Joshua Detwiler , a Ph.D. student in computer science, believes that his research interest in solving automated redistricting/gerrymandering as an optimization problem is well aligned with both the applied and interdisciplinary focus at the Discovery Analytics Center and with what he is learning as a research trainee in the National Science Foundation-sponsored urban computing graduate certificate program , administered through DAC.

“I have always wanted to work on applied research that would help solve a large real-world problem,” said Detwiler, who is advised by Layne Watson, a professor in the departments of computer science, mathematics, and aerospace and ocean engineering. “Gerrymandering is both a solution and problem to real world-political redistricting, school redistricting, and other similar applications.”
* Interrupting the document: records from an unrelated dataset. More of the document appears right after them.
use dioxus::prelude::*;
use dioxus_logger::tracing;
use league_api::{
    listing::SortDirection,
    model::{
        competition::CompetitionFilter,
        match_sheet::{
            MatchSheetDto, MatchSheetStatus, MatchSheetValidationDto, PlayerParticipationDto,
        },
        matches::MatchFilter,
    },
    validation::match_sheet::MatchSheetSummary,
    ApiError,
};

use crate::client::{
    api::{use_client, Client},
    component::{
        form::Field,
        listing::{use_listing, use_rows, DateRangeFilter, FilterPanel, SortableHeader, TextFilter},
        page::{ApiErrorPage, EmptyState, ErrorAlert, LoadingPage, SuccessAlert},
        Modal, Page, PaginationControls,
    },
    constant::SITE_NAME,
    format,
    model::auth::use_user_id,
    router::Route,
};

/// Sheets awaiting a decision, across every match of the organizer's competitions.
///
/// There is no organizer-wide endpoint for them, so competitions and matches are
/// walked one request at a time.
async fn load_submitted_sheets(client: Client, organizer_id: i64) -> Result<Vec<MatchSheetDto>, ApiError> {
    let summary = client
        .competitions()
        .get_organizer_competitions(organizer_id, &CompetitionFilter::default())
        .await?;

    let mut submitted = Vec::new();
    for competition_id in summary.competitions.iter().filter_map(|c| c.id) {
        let games = client
            .matches()
            .get_by_competition(competition_id, &MatchFilter::default())
            .await?;
        for match_id in games.iter().filter_map(|g| g.id) {
            let sheets = client.matches().get_sheets_by_match(match_id).await?;
            submitted.extend(
                sheets
                    .into_iter()
                    .filter(|s| s.status == Some(MatchSheetStatus::Submitted)),
            );
        }
    }

    Ok(submitted)
}

#[component]
pub fn OrganizerMatchValidation() -> Element {
    let client = use_client();
    let organizer_id = use_user_id();

    let mut reviewing = use_signal(|| None::<MatchSheetDto>);
    let mut show_review = use_signal(|| false);
    let mut processing = use_signal(|| false);
    let mut notice = use_signal(|| None::<Result<String, String>>);

    let mut sheets = use_resource({
        let client = client.clone();
        use_reactive!(|organizer_id| {
            let client = client.clone();
            async move {
                load_submitted_sheets(client, organizer_id)
                    .await
                    .inspect_err(|err| tracing::error!("Failed to fetch submitted match sheets: {}", err))
            }
        })
    });
    let listing = use_listing(use_rows(sheets), "matchDateTime", SortDirection::Asc);

    let on_decide = move |(validation, comments): (MatchSheetValidationDto, Option<String>)| {
        let client = client.clone();
        processing.set(true);
        spawn(async move {
            match client
                .matches()
                .validate_sheet(organizer_id, &validation, comments.as_deref())
                .await
            {
                Ok(_) => {
                    let message = if validation.is_approved {
                        "Match sheet validated"
                    } else {
                        "Match sheet rejected"
                    };
                    notice.set(Some(Ok(message.to_string())));
                    sheets.restart();
                }
                Err(err) => {
                    tracing::error!("Failed to validate match sheet {}: {}", validation.match_sheet_id, err);
                    notice.set(Some(Err(err.user_message())));
                }
            }
            processing.set(false);
            show_review.set(false);
        });
    };

    let page = match &*sheets.read_unchecked() {
        None => return rsx!(LoadingPage {}),
        Some(Err(err)) => return rsx!(ApiErrorPage { error: err.clone() }),
        Some(Ok(_)) => listing.page.read().clone(),
    };
    let no_rows = listing.rows.read().is_empty();

    rsx! {
        Title { "Match sheet validation | {SITE_NAME}" }
        Page {
            class: "flex flex-col items-center w-full",
            div {
                class: "w-full max-w-6xl flex flex-col gap-4",
                h1 { class: "text-lg sm:text-2xl", "Match sheet validation" }
                match notice() {
                    Some(Ok(message)) => rsx! { SuccessAlert { message } },
                    Some(Err(message)) => rsx! { ErrorAlert { message } },
                    None => rsx! {},
                }
                FilterPanel {
                    on_apply: move |_| listing.apply_filters(),
                    on_reset: move |_| listing.reset_filters(),
                    TextFilter { label: "Competition", field: "competitionName", filters: listing.filters }
                    TextFilter { label: "Team", field: "teamName", filters: listing.filters }
                    DateRangeFilter { label: "Match date", field: "matchDateTime", filters: listing.filters }
                }
                if no_rows {
                    EmptyState {
                        title: "No match sheets awaiting validation",
                        hint: "Sheets appear here once coaches submit them",
                    }
                } else {
                    div {
                        class: "overflow-x-auto",
                        table {
                            class: "table table-zebra w-full",
                            thead {
                                tr {
                                    SortableHeader { label: "Match date", field: "matchDateTime", sort: listing.sort }
                                    SortableHeader { label: "Match", field: "matchTitle", sort: listing.sort }
                                    SortableHeader { label: "Competition", field: "competitionName", sort: listing.sort }
                                    SortableHeader { label: "Team", field: "teamName", sort: listing.sort }
                                    SortableHeader { label: "Submitted", field: "submittedAt", sort: listing.sort }
                                    th {}
                                }
                            }
                            tbody {
                                for sheet in page {
                                    tr {
                                        td { "{format::date_time(sheet.match_date_time)}" }
                                        td {
                                            match sheet.match_id {
                                                Some(id) => rsx! {
                                                    Link { to: Route::MatchDetail { id }, class: "link link-hover", "{format::text(sheet.match_title.as_deref())}" }
                                                },
                                                None => rsx! { "{format::text(sheet.match_title.as_deref())}" },
                                            }
                                        }
                                        td { "{format::text(sheet.competition_name.as_deref())}" }
                                        td { "{format::text(sheet.team_name.as_deref())}" }
                                        td { "{format::date_time(sheet.submitted_at)}" }
                                        td {
                                            class: "text-right",
                                            button {
                                                class: "btn btn-xs btn-primary",
                                                onclick: {
                                                    let sheet = sheet.clone();
                                                    move |_| {
                                                        reviewing.set(Some(sheet.clone()));
                                                        show_review.set(true);
                                                    }
                                                },
                                                "Review"
                                            }
                                        }
                                    }
                                }
                            }
                        }
                    }
                    PaginationControls { pagination: listing.pagination }
                }
            }
            if let Some(sheet) = reviewing() {
                ReviewModal {
                    key: "{format::number(sheet.id)}",
                    show: show_review,
                    sheet,
                    is_processing: processing(),
                    on_decide,
                }
            }
        }
    }
}

/// Line-up of a submitted sheet with the approve and reject actions.
#[component]
fn ReviewModal(
    show: Signal<bool>,
    sheet: MatchSheetDto,
    is_processing: bool,
    on_decide: EventHandler<(MatchSheetValidationDto, Option<String>)>,
) -> Element {
    let sheet_id = sheet.id.unwrap_or_default();
    let mut comments = use_signal(String::new);

    let summary = MatchSheetSummary::new(&sheet.player_participations);
    let lineup = |players: &[PlayerParticipationDto]| {
        players
            .iter()
            .map(|p| match p.assigned_number() {
                Some(number) => format!("{} {}", number, format::text(p.player_name.as_deref())),
                None => format::text(p.player_name.as_deref()),
            })
            .collect::<Vec<_>>()
            .join(", ")
    };
    let starters = lineup(&summary.starters);
    let substitutes = lineup(&summary.substitutes);
    let unassigned = summary.unassigned.len();
    let missing_comments = comments().trim().is_empty();

    rsx! {
        Modal {
            show,
            title: "Review match sheet",
            class: "max-w-2xl",
            prevent_close: is_processing,
            div {
                class: "flex flex-col gap-3",
                p {
                    class: "font-semibold",
                    "{format::text(sheet.team_name.as_deref())} · {format::text(sheet.match_title.as_deref())}"
                }
                p { class: "text-sm", span { class: "opacity-60", "Starters: " } "{format::text(Some(starters.as_str()))}" }
                p { class: "text-sm", span { class: "opacity-60", "Substitutes: " } "{format::text(Some(substitutes.as_str()))}" }
                if unassigned > 0 {
                    p { class: "text-sm text-warning", "{unassigned} player(s) without a status" }
                }
                if let Some(strategy) = sheet.strategy.as_deref().filter(|s| !s.trim().is_empty()) {
                    p { class: "text-sm whitespace-pre-line", span { class: "opacity-60", "Strategy: " } "{strategy}" }
                }
                if let Some(coach) = sheet.coach_comments.as_deref().filter(|c| !c.trim().is_empty()) {
                    p { class: "text-sm whitespace-pre-line", span { class: "opacity-60", "Coach comments: " } "{coach}" }
                }
                Field {
                    label: "Comments",
                    textarea {
                        class: "textarea textarea-bordered w-full",
                        rows: 3,
                        placeholder: "Required when rejecting",
                        value: "{comments}",
                        oninput: move |evt| comments.set(evt.value()),
                    }
                }
                div {
                    class: "modal-action",
                    button {
                        r#type: "button",
                        class: "btn",
                        disabled: is_processing,
                        onclick: move |_| show.set(false),
                        "Cancel"
                    }
                    button {
                        class: "btn btn-error",
                        disabled: is_processing || missing_comments,
                        onclick: move |_| {
                            let text = comments().trim().to_string();
                            on_decide.call((MatchSheetValidationDto::reject(sheet_id, text.clone()), Some(text)));
                        },
                        "Reject"
                    }
                    button {
                        class: "btn btn-success",
                        disabled: is_processing,
                        onclick: move |_| on_decide.call((MatchSheetValidationDto::approve(sheet_id), format::optional(comments()))),
                        if is_processing {
                            span { class: "loading loading-spinner loading-sm" }
                        }
                        "Approve"
                    }
                }
            }
        }
    }
}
In political redistricting, he said, it answers questions such as how to represent a population in the U.S. House of Representatives, where multiple representatives are elected for each state. In school redistricting, neighborhood-like areas are assigned to city or county schools in order
to utilize school capacities and address other concerns like having diversity in schools.

“However,” said Detwiler, “gerrymandering is often under scrutiny as a historically manual process where individuals might draw boundaries to serve a different agenda,  My research aims to bridge some of the current gaps in numerical optimization software that will also better solve for an optimal redistricting plan, namely by tackling computationally difficult constraints like the connectivity of district constituents.”

Detwiler earned bachelor degrees in both computer science and mathematics from Virginia Tech in December of 2019. During his last two summers as an undergraduate, he interned at the U.S. Department of the Navy where he worked on automating a cybersecurity benchmark for the Red Hat Linux Entry-level Server 4 (RHEL 4) operating system. He also wrote unit tests and user interface (UI) tests for Java components in legacy software and successfully presented automated testing principles to the software team to change our organization culture that had absence of testing.

This past summer, Detwiler returned to the Navy as an intern, working remotely due to COVID-19. He worked on a distributed application that could provide application layer network performance metrics.

He is projected to graduate in 2024. His career goal lies in academia, where he can combine teaching and research as a professor.